> _WHAT YOU SHOULD DO_
Show every line of the data that contains the string "bool".

╭─ MATERIAL SUPPLIED

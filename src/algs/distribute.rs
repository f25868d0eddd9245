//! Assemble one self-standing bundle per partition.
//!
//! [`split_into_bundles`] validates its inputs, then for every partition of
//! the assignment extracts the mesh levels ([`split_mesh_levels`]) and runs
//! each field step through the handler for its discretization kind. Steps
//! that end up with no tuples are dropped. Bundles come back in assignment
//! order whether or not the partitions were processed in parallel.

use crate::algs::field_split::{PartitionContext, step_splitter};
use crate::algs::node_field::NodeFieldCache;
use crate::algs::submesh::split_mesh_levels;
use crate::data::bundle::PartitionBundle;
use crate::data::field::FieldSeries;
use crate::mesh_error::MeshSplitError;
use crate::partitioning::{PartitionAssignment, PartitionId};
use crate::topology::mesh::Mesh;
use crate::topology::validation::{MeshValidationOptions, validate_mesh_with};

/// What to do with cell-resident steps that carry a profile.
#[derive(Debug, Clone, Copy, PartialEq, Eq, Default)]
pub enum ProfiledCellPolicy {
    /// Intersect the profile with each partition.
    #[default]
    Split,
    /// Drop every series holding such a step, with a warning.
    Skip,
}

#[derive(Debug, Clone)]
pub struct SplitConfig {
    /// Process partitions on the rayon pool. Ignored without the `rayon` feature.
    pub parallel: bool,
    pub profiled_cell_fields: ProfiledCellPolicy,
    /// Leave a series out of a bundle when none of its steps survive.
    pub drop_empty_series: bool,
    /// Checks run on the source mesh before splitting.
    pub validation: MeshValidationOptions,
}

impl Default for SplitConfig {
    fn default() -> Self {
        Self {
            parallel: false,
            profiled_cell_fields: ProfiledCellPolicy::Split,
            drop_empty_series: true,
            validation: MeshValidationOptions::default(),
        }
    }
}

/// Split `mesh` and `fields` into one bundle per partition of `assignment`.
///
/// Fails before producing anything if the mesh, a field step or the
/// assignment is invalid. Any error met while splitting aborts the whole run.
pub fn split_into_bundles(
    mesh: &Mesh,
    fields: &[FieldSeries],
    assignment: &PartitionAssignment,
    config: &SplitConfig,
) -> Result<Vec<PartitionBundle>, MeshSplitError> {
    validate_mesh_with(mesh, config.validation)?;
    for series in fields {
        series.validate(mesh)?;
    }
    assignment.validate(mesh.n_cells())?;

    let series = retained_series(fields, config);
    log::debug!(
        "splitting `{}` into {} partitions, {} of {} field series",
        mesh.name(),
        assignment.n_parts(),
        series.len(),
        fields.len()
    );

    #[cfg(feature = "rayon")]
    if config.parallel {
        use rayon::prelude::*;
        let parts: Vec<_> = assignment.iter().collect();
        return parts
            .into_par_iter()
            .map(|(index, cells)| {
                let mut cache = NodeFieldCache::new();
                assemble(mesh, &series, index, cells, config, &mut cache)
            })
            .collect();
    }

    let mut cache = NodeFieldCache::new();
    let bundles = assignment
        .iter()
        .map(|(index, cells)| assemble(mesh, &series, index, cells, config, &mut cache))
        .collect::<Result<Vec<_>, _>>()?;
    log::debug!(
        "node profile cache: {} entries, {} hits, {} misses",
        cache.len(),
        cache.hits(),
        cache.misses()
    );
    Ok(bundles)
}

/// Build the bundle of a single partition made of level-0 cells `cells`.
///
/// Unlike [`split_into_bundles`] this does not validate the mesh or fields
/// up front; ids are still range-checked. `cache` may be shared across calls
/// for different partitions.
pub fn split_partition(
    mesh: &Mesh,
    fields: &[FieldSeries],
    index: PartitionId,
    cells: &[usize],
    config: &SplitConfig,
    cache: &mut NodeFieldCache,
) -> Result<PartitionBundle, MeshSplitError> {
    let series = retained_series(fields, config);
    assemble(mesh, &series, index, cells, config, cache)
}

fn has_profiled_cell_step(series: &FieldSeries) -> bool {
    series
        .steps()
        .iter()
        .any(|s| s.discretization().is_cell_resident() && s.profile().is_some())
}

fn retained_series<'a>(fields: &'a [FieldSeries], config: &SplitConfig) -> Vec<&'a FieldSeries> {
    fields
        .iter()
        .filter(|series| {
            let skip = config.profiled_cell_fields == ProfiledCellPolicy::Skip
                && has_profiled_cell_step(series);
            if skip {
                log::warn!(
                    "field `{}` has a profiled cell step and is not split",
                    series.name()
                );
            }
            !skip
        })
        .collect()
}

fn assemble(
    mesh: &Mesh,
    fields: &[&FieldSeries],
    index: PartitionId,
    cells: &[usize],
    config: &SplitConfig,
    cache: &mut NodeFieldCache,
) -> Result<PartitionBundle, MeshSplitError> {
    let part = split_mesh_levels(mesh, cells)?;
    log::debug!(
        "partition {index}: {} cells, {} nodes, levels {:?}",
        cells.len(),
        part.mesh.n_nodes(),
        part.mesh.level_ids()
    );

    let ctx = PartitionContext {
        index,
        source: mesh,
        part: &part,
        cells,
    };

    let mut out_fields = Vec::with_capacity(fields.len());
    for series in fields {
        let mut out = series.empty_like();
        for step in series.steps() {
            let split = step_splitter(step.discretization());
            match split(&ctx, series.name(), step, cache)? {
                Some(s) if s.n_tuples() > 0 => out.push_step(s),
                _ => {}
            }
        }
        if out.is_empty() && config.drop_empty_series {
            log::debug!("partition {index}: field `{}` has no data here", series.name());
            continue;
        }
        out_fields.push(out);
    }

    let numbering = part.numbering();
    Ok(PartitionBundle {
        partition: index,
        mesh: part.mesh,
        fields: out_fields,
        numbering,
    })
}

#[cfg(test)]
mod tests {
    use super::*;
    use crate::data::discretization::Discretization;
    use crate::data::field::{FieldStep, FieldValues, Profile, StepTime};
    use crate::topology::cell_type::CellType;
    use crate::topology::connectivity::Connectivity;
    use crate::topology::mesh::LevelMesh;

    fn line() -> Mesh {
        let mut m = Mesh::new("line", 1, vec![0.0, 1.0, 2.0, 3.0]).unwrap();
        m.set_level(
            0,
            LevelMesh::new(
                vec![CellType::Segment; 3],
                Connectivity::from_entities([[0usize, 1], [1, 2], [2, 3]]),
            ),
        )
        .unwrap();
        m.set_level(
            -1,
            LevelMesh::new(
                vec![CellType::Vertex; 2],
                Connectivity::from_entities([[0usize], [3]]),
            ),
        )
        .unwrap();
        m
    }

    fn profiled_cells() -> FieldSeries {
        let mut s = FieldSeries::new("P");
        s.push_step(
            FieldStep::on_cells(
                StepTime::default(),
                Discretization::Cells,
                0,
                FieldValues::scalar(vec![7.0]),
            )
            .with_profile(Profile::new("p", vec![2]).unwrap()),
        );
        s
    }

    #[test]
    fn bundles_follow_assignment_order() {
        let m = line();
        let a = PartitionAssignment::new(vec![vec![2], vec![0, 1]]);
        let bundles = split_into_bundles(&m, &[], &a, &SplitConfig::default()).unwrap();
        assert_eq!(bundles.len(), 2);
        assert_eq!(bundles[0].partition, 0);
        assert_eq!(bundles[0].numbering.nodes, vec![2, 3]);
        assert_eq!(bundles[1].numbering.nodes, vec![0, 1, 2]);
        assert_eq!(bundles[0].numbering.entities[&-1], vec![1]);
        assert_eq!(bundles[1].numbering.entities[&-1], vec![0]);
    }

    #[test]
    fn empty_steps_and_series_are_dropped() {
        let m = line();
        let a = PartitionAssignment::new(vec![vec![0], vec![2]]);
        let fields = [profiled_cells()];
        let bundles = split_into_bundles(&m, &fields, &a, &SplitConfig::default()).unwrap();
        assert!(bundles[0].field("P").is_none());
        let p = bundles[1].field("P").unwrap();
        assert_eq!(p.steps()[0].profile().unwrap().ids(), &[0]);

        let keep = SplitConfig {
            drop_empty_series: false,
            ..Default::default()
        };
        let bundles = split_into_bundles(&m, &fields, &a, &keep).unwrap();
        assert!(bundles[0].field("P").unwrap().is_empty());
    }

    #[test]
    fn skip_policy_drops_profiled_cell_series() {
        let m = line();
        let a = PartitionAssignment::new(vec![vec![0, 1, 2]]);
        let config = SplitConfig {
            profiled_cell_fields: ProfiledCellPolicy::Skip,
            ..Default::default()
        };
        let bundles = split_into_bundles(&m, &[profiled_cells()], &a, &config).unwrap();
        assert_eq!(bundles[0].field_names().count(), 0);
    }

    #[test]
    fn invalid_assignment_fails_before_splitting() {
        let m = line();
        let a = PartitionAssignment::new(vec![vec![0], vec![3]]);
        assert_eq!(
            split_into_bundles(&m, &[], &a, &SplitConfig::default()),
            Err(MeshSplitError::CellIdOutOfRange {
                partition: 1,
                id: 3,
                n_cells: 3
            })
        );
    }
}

╰─

> _EXPECTED ANSWER_
    pub parallel: bool,
    pub drop_empty_series: bool,
fn has_profiled_cell_step(series: &FieldSeries) -> bool {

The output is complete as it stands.